• **Problem details**
Only lines below containing the string "config" should be counted; please give that count by itself.

• **Input material**
Start of Block

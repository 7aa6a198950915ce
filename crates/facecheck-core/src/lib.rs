//! facecheck-core — ID document vs. selfie face verification.
//!
//! Uses a ResNet-10 SSD for face detection and ArcFace for embeddings,
//! both running via ONNX Runtime for CPU inference, and a cosine
//! comparator for the match decision.

pub mod comparator;
pub mod config;
pub mod detector;
pub mod embedder;
pub mod intake;
pub mod quality;
pub mod types;
pub mod verifier;

use std::path::PathBuf;

pub use comparator::{Comparator, ComparisonError};
pub use config::{ConfigError, VerifierConfig};
pub use detector::{DetectorError, FaceDetector, SsdFaceDetector};
pub use embedder::{ArcFaceEmbedder, EmbeddingError, FaceEmbedder};
pub use intake::{crop_face, decode_image, decode_image_file, ImageError};
pub use quality::assess_quality;
pub use types::{Embedding, FaceRegion, ImageKind, MatchDecision, QualityPair, QualityReport, Verification};
pub use verifier::{LoadError, VerificationResult, Verifier, VerifyError};

/// Default model directory: `$XDG_DATA_HOME/facecheck/models`, falling back
/// to `$HOME/.local/share/facecheck/models`.
pub fn default_model_dir() -> PathBuf {
    std::env::var("XDG_DATA_HOME")
        .map(PathBuf::from)
        .unwrap_or_else(|_| {
            let home = std::env::var("HOME").unwrap_or_else(|_| "/tmp".to_string());
            PathBuf::from(home).join(".local/share")
        })
        .join("facecheck")
        .join("models")
}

End of Block

• **Result of this task**
2